| First Author | Eckey M | Year | 2003 |
| Journal | Mol Cell Endocrinol | Volume | 213 |
| Issue | 1 | Pages | 71-8 |
| PubMed ID | 15062575 | Mgi Jnum | J:87883 |
| Mgi Id | MGI:3028428 | Doi | 10.1016/j.mce.2003.10.035 |
| Citation | Eckey M, et al. (2003) Mixed lineage kinase 2 enhances trans-repression of Alien and nuclear receptors. Mol Cell Endocrinol 213(1):71-8 |
| abstractText | Alien was previously identified as a corepressor for the thyroid hormone receptor (TR) and DAX-1 which belong both to the superfamily of nuclear receptors.

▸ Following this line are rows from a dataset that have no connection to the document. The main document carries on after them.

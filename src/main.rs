use std::sync::Arc;

use faq_chat::{
    config::{self, Config},
    routes,
    services::faq_store::FaqStore,
    state::AppState,
};
use tower_http::cors::CorsLayer;
use tracing::info;

#[tokio::main]
async fn main() -> anyhow::Result<()> {
    dotenvy::dotenv().ok();
    let cfg = Config::from_env();
    config::init_tracing(&cfg.log_level);

    let faq = FaqStore::connect(&cfg.database_url).await?;
    if cfg.seed_fixtures {
        faq.seed_defaults().await?;
    }
    if let Some(path) = &cfg.extra_fixture {
        let script = tokio::fs::read_to_string(path).await?;
        faq.run_script(&script).await?;
        info!(fixture = %path.display(), "applied extra fixture");
    }
    let records = faq.count().await?;
    info!(database_url = %cfg.database_url, records, "faq store ready");

    let state = Arc::new(AppState::new(faq, cfg.stream_delay));
    let cors = CorsLayer::very_permissive();

    let app = routes::create_router()
        .route("/", axum::routing::get(|| async { "faq-chat: POST /chat to ask a question" }))
        .with_state(state)
        .layer(cors);

    let listener = tokio::net::TcpListener::bind(&cfg.bind_address).await?;
    info!(address = %cfg.bind_address, "faq chat server listening");
    axum::serve(listener, app).await?;
    Ok(())
}
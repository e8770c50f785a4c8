// src/routes/mod.rs
pub mod chat;

use crate::state::SharedState;
use axum::{
    Router,
    routing::{get, post},
};
use chat::{chat_handler, list_faq_handler};
use tower_http::trace::TraceLayer;

pub fn create_router() -> Router<SharedState> {
    Router::new()
        .route("/chat", post(chat_handler))
        .route("/faq", get(list_faq_handler))
        .route("/health", get(|| async { "OK" }))
        .layer(TraceLayer::new_for_http())
}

Here, we isolated the mixed lineage kinase 2 (MLK2) as an interacting partner for the corepressor Alien using a yeast two hybrid screen. MLK2 is an upstream activator of JNKs and activation of MLK2-mediated signaling cascades play roles in neurodegenerative and apoptotic mechanisms in the central nervous system. MLK2 has been shown to be localized both in the cytoplasm and cell nucleus. We confirmed the Alien-MLK2 interaction using GST pull-down experiments and also show that MLK2 is able to phosphorylate Alien in immune-kinase assays. Functional analyses revealed that Alien, DAX-1 and thyroid hormone receptor mediated transcriptional silencing is strongly enhanced in the presence of active MLK2. Since MAP kinase signaling pathways are important mediators of cellular responses to a wide variety of stimuli, our data suggest that signaling pathways not only regulate transactivation but also enhancement of transcriptional silencing. This novel cross-talk may represent a link between MLK2-mediated signaling and transcriptional repression of target genes during neuronal differentiation processes. |